Des chiffres récents de l'Office fédéral de la statistique indiquent une forte augmentation du travail à temps partiel masculin (17.5% en 2017 contre environ 7.7% en 1991). «Quand on connaît la difficulté et les risques que les hommes rencontrent lorsqu'ils souhaitent baisser leur temps de travail, on peut interpréter cette hausse comme un changement profond: de nombreux jeunes hommes refusent de choisir entre vie professionnelle et vie privée, tout en gardant les mêmes ambitions professionnelles», analyse Gilles Crettenand. Un travail à temps partiel partagé de manière paritaire dans le couple quand cela est souhaité et possible (deux 80% plutôt qu'un 100% et un 60%, par exemple) peut en effet faciliter une certaine équité en termes de partage des tâches, de possibilités de carrière et d'accès à la prévoyance professionnelle. De nombreux ménages sont cependant contraints financièrement de travailler à temps plein. Et certaines catégories professionnelles ne le permettent tout simplement pas. «Il faut donc faire attention de ne pas stigmatiser les parents qui travaillent à 100%: en Suisse, il doit être possible de développer des modèles permettant de travailler à temps plein tout en bénéficiant d'une vie de famille de qualité», relève Sylvie Durrer. Avis partagé par Gilles Crettenand qui intervient régulièrement au sein d'entreprises, notamment pour sensibiliser les dirigeants aux problèmes de conciliation entre vie professionnelle et familiale: «Il n'y a pas que le temps partiel, on peut commencer par arrêter de placer des séances à 8h le matin! Il faut aussi apprendre à moduler avec des horaires plus flexibles, permettant de s'occuper de ses enfants ou de s'adonner à d'autres activités.

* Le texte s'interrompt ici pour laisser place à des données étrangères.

//! Parameters for the goal service, loadable from YAML

use serde::{Deserialize, Serialize};
use std::path::Path;
use std::time::Duration;

use crate::error::ConfigError;

/// How the linear dead-band measures the remaining x displacement
#[derive(Debug, Clone, Copy, Default, PartialEq, Eq, Serialize, Deserialize)]
#[serde(rename_all = "snake_case")]
pub enum LinearErrorMode {
    /// Along the robot's own x axis, so `linear_x` always points at the target
    #[default]
    BodyFrame,
    /// Along the world x axis, ignoring heading
    WorldX,
}

/// Goal execution parameters
#[derive(Debug, Clone, PartialEq, Serialize, Deserialize)]
#[serde(default)]
pub struct OsmcParams {
    /// Control loop cadence in Hz
    pub rate_hz: f64,
    /// Heading dead-band in radians (about three degrees)
    pub angular_tolerance: f64,
    /// Position dead-band in meters
    pub linear_tolerance: f64,
    /// Fixed turn rate magnitude in rad/s
    pub turn_rate: f64,
    /// Fixed forward speed magnitude in m/s
    pub speed: f64,
    pub linear_error: LinearErrorMode,
    /// Poses older than this are not commanded against. `None` disables the check.
    pub stale_pose_timeout_s: Option<f64>,
    /// Frame the path trace is published in
    pub frame_id: String,
}

impl Default for OsmcParams {
    fn default() -> Self {
        OsmcParams {
            rate_hz: 5.0,
            angular_tolerance: 0.05,
            linear_tolerance: 0.02,
            turn_rate: 0.5,
            speed: 0.1,
            linear_error: LinearErrorMode::BodyFrame,
            stale_pose_timeout_s: Some(1.0),
            frame_id: "odom".to_string(),
        }
    }
}

impl OsmcParams {
    /// Load and validate parameters from a YAML file
    pub fn from_yaml_file(path: impl AsRef<Path>) -> Result<Self, ConfigError> {
        let text = std::fs::read_to_string(path)?;
        Self::from_yaml_str(&text)
    }

    /// Parse and validate parameters from YAML text. Missing keys take defaults.
    pub fn from_yaml_str(text: &str) -> Result<Self, ConfigError> {
        let params: OsmcParams = serde_yaml::from_str(text)?;
        params.validate()?;
        Ok(params)
    }

    pub fn validate(&self) -> Result<(), ConfigError> {
        let positive = [
            ("rate_hz", self.rate_hz),
            ("angular_tolerance", self.angular_tolerance),
            ("linear_tolerance", self.linear_tolerance),
            ("turn_rate", self.turn_rate),
            ("speed", self.speed),
        ];
        for (name, value) in positive {
            if !(value.is_finite() && value > 0.0) {
                return Err(ConfigError::Invalid {
                    name,
                    reason: format!("must be a positive number, got {}", value),
                });
            }
        }
        if let Some(timeout) = self.stale_pose_timeout_s {
            if !(timeout.is_finite() && timeout > 0.0) {
                return Err(ConfigError::Invalid {
                    name: "stale_pose_timeout_s",
                    reason: format!("must be a positive number, got {}", timeout),
                });
            }
        }
        Ok(())
    }

    /// Time between control cycles
    pub fn period(&self) -> Duration {
        Duration::from_secs_f64(1.0 / self.rate_hz)
    }

    pub fn stale_pose_timeout(&self) -> Option<Duration> {
        self.stale_pose_timeout_s.map(Duration::from_secs_f64)
    }
}

#[cfg(test)]
mod tests {
    use super::*;

    #[test]
    fn defaults_match_the_fixed_controller() {
        let params = OsmcParams::default();
        assert_eq!(params.period(), Duration::from_millis(200));
        assert_eq!(params.angular_tolerance, 0.05);
        assert_eq!(params.linear_tolerance, 0.02);
        assert_eq!(params.turn_rate, 0.5);
        assert_eq!(params.speed, 0.1);
        params.validate().unwrap();
    }

    #[test]
    fn partial_yaml_falls_back_to_defaults() {
        let params = OsmcParams::from_yaml_str("rate_hz: 10.0\nlinear_error: world_x\n").unwrap();
        assert_eq!(params.rate_hz, 10.0);
        assert_eq!(params.linear_error, LinearErrorMode::WorldX);
        assert_eq!(params.speed, 0.1);
        assert_eq!(params.frame_id, "odom");
    }

    #[test]
    fn stale_check_can_be_disabled() {
        let params = OsmcParams::from_yaml_str("stale_pose_timeout_s: null\n").unwrap();
        assert_eq!(params.stale_pose_timeout(), None);
    }

    #[test]
    fn non_positive_values_are_rejected() {
        let err = OsmcParams::from_yaml_str("speed: 0.0\n").unwrap_err();
        assert!(matches!(err, ConfigError::Invalid { name: "speed", .. }));

        let err = OsmcParams::from_yaml_str("stale_pose_timeout_s: -1.0\n").unwrap_err();
        assert!(matches!(
            err,
            ConfigError::Invalid {
                name: "stale_pose_timeout_s",
                ..
            }
        ));
    }

    #[test]
    fn malformed_yaml_is_a_parse_error() {
        let err = OsmcParams::from_yaml_str("rate_hz: [fast]\n").unwrap_err();
        assert!(matches!(err, ConfigError::Parse(_)));
    }
}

Il ne s'agit pas de réinventer la roue: des modèles efficaces tels que l'holacratie (entreprises libérées sans stress de carrière) ou le management agile font leur preuve; les managers doivent s'en inspirer s'ils souhaitent garder leurs employés motivés et efficaces».

«L'inégalité concerne évidemment aussi les hommes: ils sont partie du problème comme de la solution.»